MARK5700 aims at developing an appreciation and understanding of fundamental elements of marketing function within an organisation. This course is an introductory course and is relevant to all students who wish to obtain a general understanding of marketing, irrespective of prior background and knowledge.

The primary aim of this course is to develop student understandings of (1) fundamental marketing theories and concepts, (2) relevant techniques and frameworks used in the marketing field, and (3) how the marketing process is used to effectively create, deliver, and exchange value with customers. By providing a broad overview of the marketing process, this course will provide students with a foundation upon which to build more in-depth knowledge and skills through subsequent courses offered in the program.

The aim is to prepare students for future roles as marketing managers, brand managers, sales managers or consultants.

2. Staff Contact Details

Position Title Name Email Location Phone Consultation Times
Lecturer-in-chargeMsPauline CampbellTBCTBCThursday 4.30pm-

3. Learning and Teaching Activities

Approach to Learning and Teaching in the Course

The learning and teaching activities involved in Elements of Marketing (MARK 5700) are comprised of mainly lectures and tutorials. The collective aim of the learning and teaching activities is to help students become familiar with key marketing concepts and frameworks and build the skills required to critically evaluate real world marketing practices and develop successful marketing strategies.

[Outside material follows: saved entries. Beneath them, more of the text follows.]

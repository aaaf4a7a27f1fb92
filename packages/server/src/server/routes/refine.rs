//! Stage 2: refinement of extracted texts into one narration text.

use axum::extract::Extension;
use axum::Json;
use serde::{Deserialize, Serialize};

use crate::kernel::JobId;
use crate::server::app::AppState;
use crate::server::error::ApiError;

// Fields are optional so missing ones surface as 400s with a useful
// message instead of a deserialization rejection.
#[derive(Deserialize)]
#[serde(rename_all = "camelCase")]
pub struct RefineTextRequest {
    pub job_id: Option<String>,
    pub extracted_texts: Option<Vec<String>>,
    pub refinement_instructions: Option<String>,
}

#[derive(Serialize)]
#[serde(rename_all = "camelCase")]
pub struct RefineTextResponse {
    pub job_id: JobId,
    pub status: &'static str,
    pub refined_text: String,
}

/// `POST /api/refine-text`
///
/// The job must have been created by a prior extract call; an unknown
/// `jobId` is a 404, not a correlation token.
pub async fn refine_text_handler(
    Extension(state): Extension<AppState>,
    Json(request): Json<RefineTextRequest>,
) -> Result<Json<RefineTextResponse>, ApiError> {
    let job_id = request
        .job_id
        .ok_or_else(|| ApiError::Validation("No jobId provided".to_string()))?;
    let job_id: JobId = job_id
        .parse()
        .map_err(|_| ApiError::Validation(format!("Invalid jobId: {}", job_id)))?;

    let texts = request
        .extracted_texts
        .filter(|texts| !texts.is_empty())
        .ok_or_else(|| ApiError::Validation("No text provided".to_string()))?;

    let (job, refined) = state
        .pipeline
        .run_refine(job_id, texts, request.refinement_instructions)
        .await?;

    Ok(Json(RefineTextResponse {
        job_id: job.id,
        status: "completed",
        refined_text: refined,
    }))
}
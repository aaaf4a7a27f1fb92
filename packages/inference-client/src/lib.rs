//! Pure REST client for the inference backend
//!
//! A minimal client for the ML microservice that performs the actual model
//! work: vision text extraction, text refinement, and speech synthesis.
//! No domain logic lives here; the server's pipeline layer owns job state.
//!
//! # Example
//!
//! ```rust,ignore
//! use inference_client::InferenceClient;
//!
//! let client = InferenceClient::from_env()?;
//!
//! if client.is_healthy().await {
//!     let pages = client.extract_text("job-1", &[image_bytes]).await?;
//!     let refined = client.refine_text("job-1", &texts, None).await?;
//!     let audio = client.generate_audio("job-1", &refined, None, None).await?;
//! }
//! ```
//!
//! Every operation retries transparently with linear backoff (see
//! [`RetryPolicy`]); callers see either a success or an
//! [`InferenceError::Exhausted`] carrying the last underlying error.

pub mod error;
pub mod retry;
pub mod types;

pub use error::{InferenceError, Result};
pub use retry::RetryPolicy;
pub use types::*;

use std::time::Duration;

use base64::{engine::general_purpose::STANDARD as BASE64, Engine as _};
use reqwest::Client;
use serde::de::DeserializeOwned;
use serde::Serialize;
use tracing::{debug, warn};

/// Default per-attempt timeout. Deliberately long: the backend blocks on
/// model inference and routinely takes tens of seconds per request.
pub const DEFAULT_TIMEOUT: Duration = Duration::from_secs(120);

/// Timeout for the health check; a slow health endpoint is a down one.
const HEALTH_TIMEOUT: Duration = Duration::from_secs(5);

/// Client for the inference backend's REST API.
#[derive(Clone)]
pub struct InferenceClient {
    http_client: Client,
    base_url: String,
    retry: RetryPolicy,
}

impl InferenceClient {
    /// Create a new client against the given base URL.
    pub fn new(base_url: impl Into<String>) -> Result<Self> {
        Self::with_timeout(base_url, DEFAULT_TIMEOUT)
    }

    /// Create a new client with an explicit per-attempt timeout.
    pub fn with_timeout(base_url: impl Into<String>, timeout: Duration) -> Result<Self> {
        let http_client = Client::builder()
            .timeout(timeout)
            .build()
            .map_err(|e| InferenceError::Config(format!("Failed to create HTTP client: {}", e)))?;

        Ok(Self {
            http_client,
            base_url: base_url.into().trim_end_matches('/').to_string(),
            retry: RetryPolicy::default(),
        })
    }

    /// Create from environment variables.
    ///
    /// Reads `INFERENCE_BASE_URL` (default `http://localhost:5001`),
    /// `INFERENCE_TIMEOUT_MS`, `INFERENCE_MAX_RETRIES`, and
    /// `INFERENCE_RETRY_BASE_DELAY_MS`.
    pub fn from_env() -> Result<Self> {
        let base_url = std::env::var("INFERENCE_BASE_URL")
            .unwrap_or_else(|_| "http://localhost:5001".to_string());

        let timeout = match std::env::var("INFERENCE_TIMEOUT_MS") {
            Ok(ms) => Duration::from_millis(ms.parse().map_err(|_| {
                InferenceError::Config("INFERENCE_TIMEOUT_MS must be a number".into())
            })?),
            Err(_) => DEFAULT_TIMEOUT,
        };

        let max_attempts = match std::env::var("INFERENCE_MAX_RETRIES") {
            Ok(n) => n.parse().map_err(|_| {
                InferenceError::Config("INFERENCE_MAX_RETRIES must be a number".into())
            })?,
            Err(_) => RetryPolicy::default().max_attempts,
        };

        let base_delay = match std::env::var("INFERENCE_RETRY_BASE_DELAY_MS") {
            Ok(ms) => Duration::from_millis(ms.parse().map_err(|_| {
                InferenceError::Config("INFERENCE_RETRY_BASE_DELAY_MS must be a number".into())
            })?),
            Err(_) => RetryPolicy::default().base_delay,
        };

        Ok(Self::with_timeout(base_url, timeout)?
            .with_retry(RetryPolicy::new(max_attempts, base_delay)))
    }

    /// Replace the retry policy.
    pub fn with_retry(mut self, retry: RetryPolicy) -> Self {
        self.retry = retry;
        self
    }

    /// Get the base URL.
    pub fn base_url(&self) -> &str {
        &self.base_url
    }

    /// Hit the backend's health endpoint.
    ///
    /// Returns `false` on any network error, timeout, or non-2xx response;
    /// never fails. Not retried: callers use this as a cheap pre-flight.
    pub async fn is_healthy(&self) -> bool {
        let url = format!("{}/api/health", self.base_url);
        match self
            .http_client
            .get(&url)
            .timeout(HEALTH_TIMEOUT)
            .send()
            .await
        {
            Ok(response) => response.status().is_success(),
            Err(e) => {
                warn!(error = %e, "Inference backend health check failed");
                false
            }
        }
    }

    /// Extract text from page images via the backend's vision model.
    ///
    /// Images are base64-encoded into a single JSON request; the backend
    /// returns one entry per image, tagged with 1-based page numbers in
    /// input order.
    pub async fn extract_text(&self, job_id: &str, images: &[Vec<u8>]) -> Result<Vec<ExtractedPage>> {
        let request = ExtractRequest {
            job_id: job_id.to_string(),
            images: images.iter().map(|bytes| BASE64.encode(bytes)).collect(),
        };

        debug!(job_id, images = images.len(), "Requesting text extraction");

        let response: ExtractResponse = self
            .retry
            .run("extract_text", || {
                self.post_json("/api/extract-text", &request)
            })
            .await?;

        Ok(response.extracted_texts)
    }

    /// Refine extracted page texts into one continuous narration text.
    pub async fn refine_text(
        &self,
        job_id: &str,
        texts: &[String],
        instructions: Option<&str>,
    ) -> Result<String> {
        let request = RefineRequest {
            job_id: job_id.to_string(),
            extracted_texts: texts.to_vec(),
            refinement_instructions: instructions.map(str::to_string),
        };

        debug!(job_id, pages = texts.len(), "Requesting text refinement");

        let response: RefineResponse = self
            .retry
            .run("refine_text", || self.post_json("/api/refine-text", &request))
            .await?;

        Ok(response.refined_text)
    }

    /// Synthesize speech for the given text.
    ///
    /// `voice` and `rate` fall through to the backend's defaults
    /// ("default" voice at 150 wpm) when not given.
    pub async fn generate_audio(
        &self,
        job_id: &str,
        text: &str,
        voice: Option<&str>,
        rate: Option<u32>,
    ) -> Result<Synthesis> {
        let request = AudioRequest {
            job_id: job_id.to_string(),
            text: text.to_string(),
            voice: voice.map(str::to_string),
            rate,
        };

        debug!(job_id, chars = text.len(), "Requesting audio synthesis");

        let response: AudioResponse = self
            .retry
            .run("generate_audio", || {
                self.post_json("/api/generate-audio", &request)
            })
            .await?;

        let audio = BASE64
            .decode(&response.audio_data)
            .map_err(|e| InferenceError::Parse(format!("Invalid base64 audio payload: {}", e)))?;

        Ok(Synthesis {
            audio,
            duration_ms: response.duration_ms,
        })
    }

    /// POST a JSON body and parse a JSON response. One attempt, no retry;
    /// retrying is the caller's concern.
    async fn post_json<Req, Resp>(&self, path: &str, body: &Req) -> Result<Resp>
    where
        Req: Serialize,
        Resp: DeserializeOwned,
    {
        let url = format!("{}{}", self.base_url, path);

        let response = self
            .http_client
            .post(&url)
            .json(body)
            .send()
            .await
            .map_err(|e| InferenceError::Network(e.to_string()))?;

        let status = response.status();
        if !status.is_success() {
            let message = response.text().await.unwrap_or_default();
            warn!(%status, path, "Inference API returned an error");
            return Err(InferenceError::Api {
                status: status.as_u16(),
                message,
            });
        }

        response
            .json()
            .await
            .map_err(|e| InferenceError::Parse(format!("Failed to parse response: {}", e)))
    }
}
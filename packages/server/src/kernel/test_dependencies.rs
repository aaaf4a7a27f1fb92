// MockInference - mock inference backend for testing
//
// Records every call and returns scripted results, so tests can assert
// both on responses and on which downstream operations actually ran.

use std::sync::atomic::{AtomicBool, Ordering};
use std::sync::Mutex;

use anyhow::Result;
use async_trait::async_trait;
use inference_client::{ExtractedPage, Synthesis};

use super::traits::BaseInference;

/// Audio bytes every mock synthesis returns.
pub const MOCK_AUDIO: &[u8] = b"ID3mock-audio-frames";

/// Arguments captured from a synthesize call
#[derive(Debug, Clone)]
pub struct SynthesizeCallArgs {
    pub text: String,
    pub voice: Option<String>,
    pub rate: Option<u32>,
}

pub struct MockInference {
    healthy: AtomicBool,
    fail_with: Mutex<Option<String>>,
    extract_calls: Mutex<Vec<usize>>,
    refine_calls: Mutex<Vec<Vec<String>>>,
    synthesize_calls: Mutex<Vec<SynthesizeCallArgs>>,
}

impl MockInference {
    pub fn new() -> Self {
        Self {
            healthy: AtomicBool::new(true),
            fail_with: Mutex::new(None),
            extract_calls: Mutex::new(Vec::new()),
            refine_calls: Mutex::new(Vec::new()),
            synthesize_calls: Mutex::new(Vec::new()),
        }
    }

    /// Make the health check report the backend as down.
    pub fn unhealthy(self) -> Self {
        self.healthy.store(false, Ordering::SeqCst);
        self
    }

    /// Make every operation fail with the given message.
    pub fn failing(self, message: &str) -> Self {
        *self.fail_with.lock().unwrap() = Some(message.to_string());
        self
    }

    /// Image counts passed to extract calls, in order.
    pub fn extract_calls(&self) -> Vec<usize> {
        self.extract_calls.lock().unwrap().clone()
    }

    /// Text batches passed to refine calls, in order.
    pub fn refine_calls(&self) -> Vec<Vec<String>> {
        self.refine_calls.lock().unwrap().clone()
    }

    /// Arguments of every synthesize call, in order.
    pub fn synthesize_calls(&self) -> Vec<SynthesizeCallArgs> {
        self.synthesize_calls.lock().unwrap().clone()
    }

    fn scripted_failure(&self) -> Option<anyhow::Error> {
        self.fail_with
            .lock()
            .unwrap()
            .as_ref()
            .map(|message| anyhow::anyhow!("{}", message))
    }
}

impl Default for MockInference {
    fn default() -> Self {
        Self::new()
    }
}

#[async_trait]
impl BaseInference for MockInference {
    async fn is_healthy(&self) -> bool {
        self.healthy.load(Ordering::SeqCst)
    }

    async fn extract_pages(&self, _job_id: &str, images: &[Vec<u8>]) -> Result<Vec<ExtractedPage>> {
        self.extract_calls.lock().unwrap().push(images.len());

        if let Some(e) = self.scripted_failure() {
            return Err(e);
        }

        Ok(images
            .iter()
            .enumerate()
            .map(|(index, _)| ExtractedPage {
                page_number: index as u32 + 1,
                text: format!("Text of page {}", index + 1),
                processing_time_ms: Some(5),
            })
            .collect())
    }

    async fn refine(
        &self,
        _job_id: &str,
        texts: &[String],
        _instructions: Option<&str>,
    ) -> Result<String> {
        self.refine_calls.lock().unwrap().push(texts.to_vec());

        if let Some(e) = self.scripted_failure() {
            return Err(e);
        }

        Ok(texts.join("\n\n"))
    }

    async fn synthesize(
        &self,
        _job_id: &str,
        text: &str,
        voice: Option<&str>,
        rate: Option<u32>,
    ) -> Result<Synthesis> {
        self.synthesize_calls.lock().unwrap().push(SynthesizeCallArgs {
            text: text.to_string(),
            voice: voice.map(str::to_string),
            rate,
        });

        if let Some(e) = self.scripted_failure() {
            return Err(e);
        }

        Ok(Synthesis {
            audio: MOCK_AUDIO.to_vec(),
            duration_ms: 1234,
        })
    }
}
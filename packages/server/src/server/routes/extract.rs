//! Stage 1: text extraction from uploaded page images.

use axum::extract::{Extension, Multipart};
use axum::Json;
use inference_client::ExtractedPage;
use serde::Serialize;
use tracing::info;

use crate::kernel::JobId;
use crate::server::app::AppState;
use crate::server::error::ApiError;

#[derive(Serialize)]
#[serde(rename_all = "camelCase")]
pub struct ExtractTextResponse {
    pub job_id: JobId,
    pub status: &'static str,
    pub extracted_texts: Vec<ExtractedPage>,
    pub total_pages: u32,
}

/// `POST /api/extract-text`
///
/// Multipart upload, one `images` field per page image, in page order.
/// Validation rejects empty uploads, uploads over the image cap, and
/// oversized files outright; no job is created for an invalid upload.
pub async fn extract_text_handler(
    Extension(state): Extension<AppState>,
    mut multipart: Multipart,
) -> Result<Json<ExtractTextResponse>, ApiError> {
    let mut images: Vec<Vec<u8>> = Vec::new();

    while let Some(field) = multipart
        .next_field()
        .await
        .map_err(|e| ApiError::Validation(format!("Malformed multipart body: {}", e)))?
    {
        if field.name() != Some("images") {
            continue;
        }

        let data = field
            .bytes()
            .await
            .map_err(|e| ApiError::Validation(format!("Failed to read image upload: {}", e)))?;

        if data.len() > state.limits.max_image_bytes {
            return Err(ApiError::Validation(format!(
                "Image {} exceeds the {} byte limit",
                images.len() + 1,
                state.limits.max_image_bytes
            )));
        }

        images.push(data.to_vec());

        if images.len() > state.limits.max_images {
            return Err(ApiError::Validation(format!(
                "At most {} images per upload",
                state.limits.max_images
            )));
        }
    }

    if images.is_empty() {
        return Err(ApiError::Validation("No images provided".to_string()));
    }

    info!(images = images.len(), "Received image upload");

    let (job, pages) = state.pipeline.run_extract(images).await?;

    Ok(Json(ExtractTextResponse {
        job_id: job.id,
        status: "completed",
        extracted_texts: pages,
        total_pages: job.total_images,
    }))
}
// Inkvoice - API Core
//
// This crate provides the backend API for converting uploaded page images
// into a single audio narration. Model inference (vision OCR, text
// refinement, speech synthesis) is delegated to an external inference
// backend; this server owns job tracking and stage orchestration.

pub mod config;
pub mod kernel;
pub mod server;

pub use config::*;
//! OAuth endpoint paths and protocol constants
//!
//! Endpoints are relative to the REST entry point of the API session
//! (`.../w/rest.php`), so the same constants work for every wiki.

/// Authorization endpoint the user is sent to.
pub const AUTHORIZE_PATH: &str = "/oauth2/authorize";

/// Token endpoint for code exchange and token refresh.
pub const ACCESS_TOKEN_PATH: &str = "/oauth2/access_token";

/// API error codes meaning the access token was rejected (usually expired).
/// Only these trigger the automatic refresh-and-replay.
pub const INVALID_AUTHORIZATION_CODES: &[&str] = &["mwoauth-invalid-authorization"];

/// Random bytes behind a PKCE code verifier. 32 bytes encode to exactly 43
/// base64url characters, the minimum verifier length.
pub const VERIFIER_BYTES: usize = 32;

Learning Activities and Teaching Strategies

This course applies an active learning pedagogy – that is, learning is student-centred and reliant on active motivational and cognitive engagement. This means that students must present to class with a positive attitude and willingness to learn. Essentials for noting that are specific to this course are listed below:

Peer Groups: Students will be allocated into peer study groups in tutorials. These groups will be useful for group study, case preparation and presentation, and preparation for the final assignment. Group composition cannot be changed.

Textbook: There is a prescribed text book for this course (also available as an ebook and SmartBook).

Lectures: The main lectures are structured to outline theories, concepts, and frameworks relevant to the marketing field. Lectures will be held weekly starting from Week 1 and will discuss different topics each week. The overall aim of the main lectures is to help students understand key marketing concepts and frameworks both theoretically and in application to real world marketing practices.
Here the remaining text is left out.